Work instruction
Work through the data line by line, gathering every line that has the word "usize".

*** The data

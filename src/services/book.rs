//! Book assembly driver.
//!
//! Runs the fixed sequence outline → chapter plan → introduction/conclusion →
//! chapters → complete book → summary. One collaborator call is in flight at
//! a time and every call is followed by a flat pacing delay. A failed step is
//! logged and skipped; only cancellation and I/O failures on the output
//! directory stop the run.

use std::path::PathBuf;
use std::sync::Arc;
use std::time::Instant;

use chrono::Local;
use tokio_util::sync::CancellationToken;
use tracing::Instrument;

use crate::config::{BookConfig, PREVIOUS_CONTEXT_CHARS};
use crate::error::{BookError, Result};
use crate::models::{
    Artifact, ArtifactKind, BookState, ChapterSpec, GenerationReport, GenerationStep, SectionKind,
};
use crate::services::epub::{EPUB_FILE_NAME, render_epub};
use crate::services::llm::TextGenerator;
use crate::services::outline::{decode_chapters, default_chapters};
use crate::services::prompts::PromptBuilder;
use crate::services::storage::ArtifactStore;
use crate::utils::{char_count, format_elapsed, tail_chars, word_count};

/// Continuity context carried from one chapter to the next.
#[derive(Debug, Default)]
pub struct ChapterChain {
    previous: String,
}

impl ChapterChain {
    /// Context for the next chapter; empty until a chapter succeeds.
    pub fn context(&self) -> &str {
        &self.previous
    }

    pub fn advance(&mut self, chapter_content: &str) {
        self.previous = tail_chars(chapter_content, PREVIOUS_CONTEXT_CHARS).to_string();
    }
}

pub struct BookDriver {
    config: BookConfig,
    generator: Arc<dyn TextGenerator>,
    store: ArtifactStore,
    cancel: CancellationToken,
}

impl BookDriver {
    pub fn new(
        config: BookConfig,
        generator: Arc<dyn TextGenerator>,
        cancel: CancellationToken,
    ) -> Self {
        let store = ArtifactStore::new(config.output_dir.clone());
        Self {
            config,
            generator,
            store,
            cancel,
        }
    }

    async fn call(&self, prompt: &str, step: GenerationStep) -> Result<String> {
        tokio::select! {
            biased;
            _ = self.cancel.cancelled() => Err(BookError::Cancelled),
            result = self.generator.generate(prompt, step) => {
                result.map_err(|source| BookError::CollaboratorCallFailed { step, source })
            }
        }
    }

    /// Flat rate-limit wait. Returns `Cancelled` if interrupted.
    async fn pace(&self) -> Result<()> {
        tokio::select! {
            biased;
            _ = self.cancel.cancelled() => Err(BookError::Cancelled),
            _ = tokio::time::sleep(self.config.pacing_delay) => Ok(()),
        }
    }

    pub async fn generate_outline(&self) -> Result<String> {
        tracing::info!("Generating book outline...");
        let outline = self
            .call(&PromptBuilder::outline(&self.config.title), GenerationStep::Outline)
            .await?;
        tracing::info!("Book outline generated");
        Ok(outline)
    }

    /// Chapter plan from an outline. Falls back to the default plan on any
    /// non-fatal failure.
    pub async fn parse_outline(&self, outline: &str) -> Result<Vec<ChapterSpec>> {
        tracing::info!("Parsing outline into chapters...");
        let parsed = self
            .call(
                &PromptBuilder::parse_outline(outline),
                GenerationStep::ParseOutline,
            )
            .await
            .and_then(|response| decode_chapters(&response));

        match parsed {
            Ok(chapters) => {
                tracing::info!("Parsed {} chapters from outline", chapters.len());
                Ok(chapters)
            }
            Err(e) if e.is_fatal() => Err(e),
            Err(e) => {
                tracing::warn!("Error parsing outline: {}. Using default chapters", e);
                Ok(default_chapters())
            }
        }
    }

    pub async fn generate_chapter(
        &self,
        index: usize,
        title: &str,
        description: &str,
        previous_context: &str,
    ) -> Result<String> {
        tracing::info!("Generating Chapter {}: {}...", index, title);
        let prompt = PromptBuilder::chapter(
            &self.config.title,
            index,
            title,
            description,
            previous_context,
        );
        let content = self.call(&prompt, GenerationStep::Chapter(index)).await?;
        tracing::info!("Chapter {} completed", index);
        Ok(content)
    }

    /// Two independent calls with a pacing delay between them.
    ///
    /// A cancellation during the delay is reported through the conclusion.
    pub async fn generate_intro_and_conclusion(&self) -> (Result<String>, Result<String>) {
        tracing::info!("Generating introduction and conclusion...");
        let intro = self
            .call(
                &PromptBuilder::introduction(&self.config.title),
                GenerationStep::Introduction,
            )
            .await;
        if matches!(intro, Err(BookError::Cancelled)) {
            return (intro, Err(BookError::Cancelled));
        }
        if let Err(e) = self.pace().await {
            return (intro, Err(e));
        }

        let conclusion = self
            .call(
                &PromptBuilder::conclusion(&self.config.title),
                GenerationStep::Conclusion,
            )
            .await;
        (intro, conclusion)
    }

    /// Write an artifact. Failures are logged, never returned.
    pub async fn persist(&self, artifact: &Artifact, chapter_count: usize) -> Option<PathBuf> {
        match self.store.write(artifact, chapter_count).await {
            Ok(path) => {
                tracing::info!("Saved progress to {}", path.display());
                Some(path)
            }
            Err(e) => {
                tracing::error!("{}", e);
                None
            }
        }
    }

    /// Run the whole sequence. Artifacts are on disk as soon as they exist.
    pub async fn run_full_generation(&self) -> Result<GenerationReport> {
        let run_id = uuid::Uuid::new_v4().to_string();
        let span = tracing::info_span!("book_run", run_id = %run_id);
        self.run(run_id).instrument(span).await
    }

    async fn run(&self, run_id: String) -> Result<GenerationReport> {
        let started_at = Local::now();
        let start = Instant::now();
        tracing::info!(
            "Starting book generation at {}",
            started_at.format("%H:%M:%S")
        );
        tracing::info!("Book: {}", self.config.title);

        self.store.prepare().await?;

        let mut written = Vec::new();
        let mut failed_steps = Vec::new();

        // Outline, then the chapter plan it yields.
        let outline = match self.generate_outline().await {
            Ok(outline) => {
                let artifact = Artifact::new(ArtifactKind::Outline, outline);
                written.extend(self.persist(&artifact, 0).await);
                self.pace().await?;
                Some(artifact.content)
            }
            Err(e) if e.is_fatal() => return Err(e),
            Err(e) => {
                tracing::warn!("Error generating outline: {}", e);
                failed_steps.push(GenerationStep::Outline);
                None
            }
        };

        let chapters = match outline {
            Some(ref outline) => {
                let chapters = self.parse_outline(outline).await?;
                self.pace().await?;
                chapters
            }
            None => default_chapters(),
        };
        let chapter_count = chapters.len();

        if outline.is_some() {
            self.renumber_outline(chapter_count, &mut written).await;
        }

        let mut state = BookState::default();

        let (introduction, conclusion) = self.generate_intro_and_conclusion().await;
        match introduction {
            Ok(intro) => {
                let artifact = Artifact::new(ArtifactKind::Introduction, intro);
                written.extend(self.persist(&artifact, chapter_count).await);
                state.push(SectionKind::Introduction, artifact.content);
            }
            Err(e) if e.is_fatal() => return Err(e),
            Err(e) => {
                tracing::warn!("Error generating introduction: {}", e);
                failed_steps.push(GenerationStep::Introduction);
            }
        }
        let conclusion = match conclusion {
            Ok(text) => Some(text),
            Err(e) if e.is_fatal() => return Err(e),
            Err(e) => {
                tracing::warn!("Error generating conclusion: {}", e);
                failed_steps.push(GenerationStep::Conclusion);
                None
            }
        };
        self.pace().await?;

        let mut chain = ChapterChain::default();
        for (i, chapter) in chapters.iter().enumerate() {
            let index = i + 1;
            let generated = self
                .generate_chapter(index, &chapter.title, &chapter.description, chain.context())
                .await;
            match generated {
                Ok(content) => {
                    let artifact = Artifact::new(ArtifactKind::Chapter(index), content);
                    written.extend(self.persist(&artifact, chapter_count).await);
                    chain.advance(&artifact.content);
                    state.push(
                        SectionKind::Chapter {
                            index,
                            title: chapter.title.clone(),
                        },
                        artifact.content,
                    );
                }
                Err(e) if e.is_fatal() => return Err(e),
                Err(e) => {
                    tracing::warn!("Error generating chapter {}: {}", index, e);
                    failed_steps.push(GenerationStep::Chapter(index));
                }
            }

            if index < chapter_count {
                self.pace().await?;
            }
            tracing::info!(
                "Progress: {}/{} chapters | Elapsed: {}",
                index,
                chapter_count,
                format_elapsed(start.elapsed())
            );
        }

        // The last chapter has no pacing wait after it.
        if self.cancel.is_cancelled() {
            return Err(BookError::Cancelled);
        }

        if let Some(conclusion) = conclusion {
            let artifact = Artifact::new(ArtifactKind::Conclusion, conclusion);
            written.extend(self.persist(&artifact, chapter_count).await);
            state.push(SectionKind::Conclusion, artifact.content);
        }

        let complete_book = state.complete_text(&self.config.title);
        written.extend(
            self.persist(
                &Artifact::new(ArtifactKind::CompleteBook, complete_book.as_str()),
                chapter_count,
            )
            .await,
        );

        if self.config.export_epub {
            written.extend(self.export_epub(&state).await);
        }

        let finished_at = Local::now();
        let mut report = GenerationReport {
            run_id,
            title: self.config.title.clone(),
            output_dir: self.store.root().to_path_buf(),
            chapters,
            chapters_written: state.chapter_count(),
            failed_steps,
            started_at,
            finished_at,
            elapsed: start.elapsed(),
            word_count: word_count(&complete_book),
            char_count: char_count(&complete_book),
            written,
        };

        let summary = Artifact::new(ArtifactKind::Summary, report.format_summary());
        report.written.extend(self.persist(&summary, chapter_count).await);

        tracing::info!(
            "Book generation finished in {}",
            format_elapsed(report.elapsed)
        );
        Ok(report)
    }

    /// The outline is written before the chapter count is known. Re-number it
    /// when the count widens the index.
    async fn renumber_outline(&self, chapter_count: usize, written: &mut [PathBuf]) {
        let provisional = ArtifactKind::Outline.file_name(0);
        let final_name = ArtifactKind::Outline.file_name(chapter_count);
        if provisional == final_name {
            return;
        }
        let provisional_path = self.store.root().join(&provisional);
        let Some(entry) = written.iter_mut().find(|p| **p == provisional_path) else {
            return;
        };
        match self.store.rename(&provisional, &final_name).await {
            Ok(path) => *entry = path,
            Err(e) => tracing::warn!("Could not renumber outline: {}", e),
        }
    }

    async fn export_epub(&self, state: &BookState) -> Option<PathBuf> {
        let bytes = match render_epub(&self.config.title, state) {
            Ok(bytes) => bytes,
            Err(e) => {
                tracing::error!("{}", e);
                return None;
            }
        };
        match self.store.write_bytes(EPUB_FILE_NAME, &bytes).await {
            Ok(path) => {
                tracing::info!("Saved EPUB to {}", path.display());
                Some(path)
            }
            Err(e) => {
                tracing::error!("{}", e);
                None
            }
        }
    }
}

******

Answer space
        index: usize,
    pub async fn persist(&self, artifact: &Artifact, chapter_count: usize) -> Option<PathBuf> {
    async fn renumber_outline(&self, chapter_count: usize, written: &mut [PathBuf]) {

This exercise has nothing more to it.